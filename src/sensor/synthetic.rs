//! Synthetic walking signal for demos and tests

use std::f32::consts::TAU;
use std::time::Duration;

use futures::stream::BoxStream;
use futures::StreamExt;

use super::{Sample, SampleSource};
use crate::util::time::{millis_to_nanos, monotonic_nanos};

/// Generates a walker's sensor output: a two-sample acceleration spike per
/// footfall on top of a gentle sway, with optional step pulses and gyro.
#[derive(Debug, Clone)]
pub struct SyntheticWalk {
    pub cadence_ms: u64,
    pub sample_period_ms: u64,
    /// Linear acceleration at heel strike (m/s²)
    pub peak_accel: f32,
    pub sway_accel: f32,
    pub with_pulse: bool,
    pub with_gyro: bool,
    /// Angular velocity reported while walking (rad/s)
    pub gyro_rate: f32,
}

impl Default for SyntheticWalk {
    fn default() -> Self {
        Self {
            cadence_ms: 550,
            sample_period_ms: 20,
            peak_accel: 20.0,
            sway_accel: 0.3,
            with_pulse: false,
            with_gyro: true,
            gyro_rate: 0.5,
        }
    }
}

impl SyntheticWalk {
    pub fn with_cadence(cadence_ms: u64) -> Self {
        Self {
            cadence_ms,
            ..Self::default()
        }
    }

    /// Samples for one sampling instant, `elapsed_ns` into the walk
    pub fn samples_at(&self, elapsed_ns: u64, timestamp_ns: u64) -> Vec<Sample> {
        let cadence = millis_to_nanos(self.cadence_ms.max(1));
        let period = millis_to_nanos(self.sample_period_ms.max(1));
        let phase = elapsed_ns % cadence;
        // Footfall lands mid-cycle so the first sample is quiet
        let strike = cadence / 2;
        let in_strike = phase >= strike && phase < strike + 2 * period;

        let cycle = phase as f32 / cadence as f32;
        let sway = self.sway_accel * (cycle * TAU).sin();
        let z = if in_strike { self.peak_accel + sway } else { sway };

        let mut out = Vec::with_capacity(3);
        if self.with_pulse && phase >= strike && phase < strike + period {
            out.push(Sample::step_pulse(timestamp_ns));
        }
        if self.with_gyro {
            out.push(Sample::gyro([self.gyro_rate, 0.0, 0.0], timestamp_ns));
        }
        out.push(Sample::linear_accel([0.0, 0.0, z], timestamp_ns));
        out
    }

    /// Deterministic sample sequence starting at timestamp 0
    pub fn generate(&self, duration_ms: u64) -> Vec<Sample> {
        let period = millis_to_nanos(self.sample_period_ms.max(1));
        let end = millis_to_nanos(duration_ms);
        (0..)
            .map(|k| k * period)
            .take_while(|t| *t < end)
            .flat_map(|t| self.samples_at(t, t))
            .collect()
    }

    /// Footfalls contained in a walk of the given length
    pub fn expected_steps(&self, duration_ms: u64) -> u64 {
        let strike = self.cadence_ms / 2;
        let last_sample = duration_ms.saturating_sub(self.sample_period_ms);
        if last_sample < strike + self.sample_period_ms {
            return 0;
        }
        (last_sample - strike - self.sample_period_ms) / self.cadence_ms + 1
    }
}

impl SampleSource for SyntheticWalk {
    /// Real-time stream paced by the sample period
    fn subscribe(&self) -> BoxStream<'static, Sample> {
        let walk = self.clone();
        let period = Duration::from_millis(walk.sample_period_ms.max(1));
        let start = monotonic_nanos();

        futures::stream::unfold(tokio::time::interval(period), move |mut ticker| {
            let walk = walk.clone();
            async move {
                ticker.tick().await;
                let now = monotonic_nanos();
                Some((walk.samples_at(now.saturating_sub(start), now), ticker))
            }
        })
        .flat_map(futures::stream::iter)
        .boxed()
    }
}

#[cfg(test)]
mod tests {
    use super::*;
    use crate::sensor::{StepFusionDetector, StepSource};

    #[test]
    fn detector_counts_every_footfall() {
        let walk = SyntheticWalk::default();
        let samples = walk.generate(10_000);
        let mut detector = StepFusionDetector::new();

        let steps = detector.process_batch(&samples);
        assert_eq!(walk.expected_steps(10_000), 18);
        assert_eq!(steps.len() as u64, walk.expected_steps(10_000));
    }

    #[test]
    fn pulses_claim_footfalls_when_present() {
        let walk = SyntheticWalk {
            with_pulse: true,
            ..SyntheticWalk::default()
        };
        let mut detector = StepFusionDetector::new();

        let steps = detector.process_batch(&walk.generate(5_000));
        assert_eq!(steps.len() as u64, walk.expected_steps(5_000));
        assert!(steps.iter().all(|s| s.source == StepSource::Pulse));
    }

    #[test]
    fn standing_still_yields_nothing() {
        let walk = SyntheticWalk {
            peak_accel: 0.0,
            ..SyntheticWalk::default()
        };
        let mut detector = StepFusionDetector::new();
        assert!(detector.process_batch(&walk.generate(5_000)).is_empty());
    }

    #[tokio::test]
    async fn live_stream_is_timestamped_monotonically() {
        let walk = SyntheticWalk::default();
        let samples: Vec<Sample> = walk.subscribe().take(9).collect().await;

        assert_eq!(samples.len(), 9);
        assert!(samples
            .windows(2)
            .all(|pair| pair[0].timestamp_ns <= pair[1].timestamp_ns));
    }
}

Work request: Where a line in the listing above includes the string "push", copy that line.

Response for this exercise:
            out.push(Sample::step_pulse(timestamp_ns));
            out.push(Sample::gyro([self.gyro_rate, 0.0, 0.0], timestamp_ns));
        out.push(Sample::linear_accel([0.0, 0.0, z], timestamp_ns));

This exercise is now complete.